Perhaps the upfront costs of constructing dedicated bicycle lanes are expensive, but their maintenance compared to vehicular roads is not, and their net benefit to society probably exceeds that initial cost several fold. Add to that the benefits of maximizing commerce and human interactions, creating a quieter, healthier environment, which automobiles, at least in dense urban environments, do not do, and it seems utterly foolish to invest more in one and not the other.

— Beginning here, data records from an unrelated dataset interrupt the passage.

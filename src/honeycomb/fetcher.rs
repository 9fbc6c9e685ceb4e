//! HTTP fetcher implementation
//!
//! This module handles all HTTP requests made during a run, including:
//! - Building the HTTP client with a proper user agent string and timeouts
//! - GET requests for text and JSON bodies
//! - Error classification (network, status, malformed body)

use crate::config::Config;
use crate::{Result, SitemapError};
use reqwest::Client;
use serde::de::DeserializeOwned;
use std::time::Duration;

/// Builds an HTTP client with proper configuration
///
/// # Arguments
///
/// * `config` - The run configuration (user agent and timeouts)
///
/// # Returns
///
/// * `Ok(Client)` - Successfully built HTTP client
/// * `Err(reqwest::Error)` - Failed to build client
///
/// # Example
///
/// ```no_run
/// use honeycomb_sitemap::config::Config;
/// use honeycomb_sitemap::honeycomb::build_http_client;
///
/// let client = build_http_client(&Config::default()).unwrap();
/// ```
pub fn build_http_client(config: &Config) -> std::result::Result<Client, reqwest::Error> {
    Client::builder()
        .user_agent(config.user_agent.header_value())
        .timeout(Duration::from_secs(config.crawler.request_timeout_secs))
        .connect_timeout(Duration::from_secs(config.crawler.connect_timeout_secs))
        .gzip(true)
        .brotli(true)
        .build()
}

/// Fetches a URL and returns its body as text
///
/// | Condition | Error |
/// |-----------|-------|
/// | Connection refused, timeout, TLS failure | `SitemapError::Fetch` |
/// | Non-2xx status | `SitemapError::Status` |
/// | Body cannot be read | `SitemapError::Fetch` |
pub async fn fetch_text(client: &Client, url: &str) -> Result<String> {
    let response = client
        .get(url)
        .send()
        .await
        .map_err(|source| SitemapError::Fetch {
            url: url.to_string(),
            source,
        })?;

    let status = response.status();
    if !status.is_success() {
        return Err(SitemapError::Status {
            url: url.to_string(),
            status: status.as_u16(),
        });
    }

    response.text().await.map_err(|source| SitemapError::Fetch {
        url: url.to_string(),
        source,
    })
}

/// Fetches a URL and decodes its body as JSON
///
/// Malformed bodies yield `SitemapError::Parse` carrying the URL.
pub async fn fetch_json<T: DeserializeOwned>(client: &Client, url: &str) -> Result<T> {
    let body = fetch_text(client, url).await?;
    serde_json::from_str(&body).map_err(|source| SitemapError::Parse {
        url: url.to_string(),
        source,
    })
}
//! Robots.txt handling module
//!
//! This module provides functionality for fetching and parsing robots.txt, and
//! for deciding whether a collection may appear in the sitemaps.

mod parser;

pub use parser::ParsedRobots;

use crate::config::RobotsConfig;
use crate::honeycomb::fetch_text;
use crate::SitemapError;
use reqwest::Client;

/// Fetches robots.txt from a fixed location
///
/// # Arguments
///
/// * `client` - The HTTP client to use
/// * `url` - Location of the robots.txt document
///
/// # Returns
///
/// * `Ok(ParsedRobots)` - Successfully fetched and parsed robots.txt
/// * `Err(SitemapError::RobotsUnavailable)` - Failed to fetch it
pub async fn fetch_robots(client: &Client, url: &str) -> Result<ParsedRobots, SitemapError> {
    let body = fetch_text(client, url)
        .await
        .map_err(|e| SitemapError::RobotsUnavailable {
            url: url.to_string(),
            reason: e.to_string(),
        })?;
    Ok(ParsedRobots::from_content(&body))
}

/// Decides which collections are excluded by robots.txt
#[derive(Debug, Clone)]
pub struct RobotsFilter {
    robots: ParsedRobots,
    user_agent: String,
    unavailable: bool,
}

impl RobotsFilter {
    /// Creates a filter over parsed rules for one crawler user agent
    pub fn new(robots: ParsedRobots, user_agent: impl Into<String>) -> Self {
        Self {
            robots,
            user_agent: user_agent.into(),
            unavailable: false,
        }
    }

    /// A filter that allows everything
    pub fn permissive() -> Self {
        Self::new(ParsedRobots::allow_all(), "*")
    }

    /// Loads the filter described by the configuration
    ///
    /// A robots document that cannot be retrieved does not stop the run:
    /// the failure is logged and the permissive filter is returned.
    pub async fn load(client: &Client, config: &RobotsConfig) -> Self {
        if !config.enabled {
            tracing::info!("Robots.txt filtering disabled");
            return Self::permissive();
        }

        match fetch_robots(client, &config.url).await {
            Ok(robots) => {
                tracing::info!("Loaded robots.txt from {}", config.url);
                Self::new(robots, config.user_agent.clone())
            }
            Err(e) => {
                tracing::warn!("{}; continuing without robots.txt restrictions", e);
                Self {
                    unavailable: true,
                    ..Self::permissive()
                }
            }
        }
    }

    /// Checks if a URL may be listed
    pub fn is_allowed(&self, url: &str) -> bool {
        self.robots.is_allowed(url, &self.user_agent)
    }

    /// Returns true if the filter places no restriction
    pub fn is_permissive(&self) -> bool {
        self.robots.is_permissive()
    }

    /// Returns true if robots.txt was wanted but could not be loaded
    pub fn is_unavailable(&self) -> bool {
        self.unavailable
    }
}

Lastly, this is simply stupid legislation produced, in typical fashion, by a stupid government lead by a stupid Premier. They're blaming of bicycle lanes for the state of gridlock in southern Ontario towns and cities demonstrates shallow thinking and a knee-jerk reaction by a lazy incompetent leadership seeking to politicize every issue rather than simply doing what's best for the society they are supposed to be stewards of. There are myriad other factors that contribute more to the increasing congestion experienced in the last two decades than the mere addition of bicycle lanes: astonishing population growth, sub-urban and rural sprawl, inept urban planning, antiquated traffic signaling, slow uptake and poor adaptation of round-abouts that would otherwise keep traffic moving, poor license requirements by vehicle users resulting in the largely abysmal quality of drivers in Ontario, incredible public subsidization of private vehicle use, complete lack of commensurate investment in truly usable public transit and literally ANY other means of moving people around besides an automobile, et cet era. At it simplest, limiting construction of new bicycle lanes - and removing existing successful ones - will only push more people into vehicles and it will cost us all dearly.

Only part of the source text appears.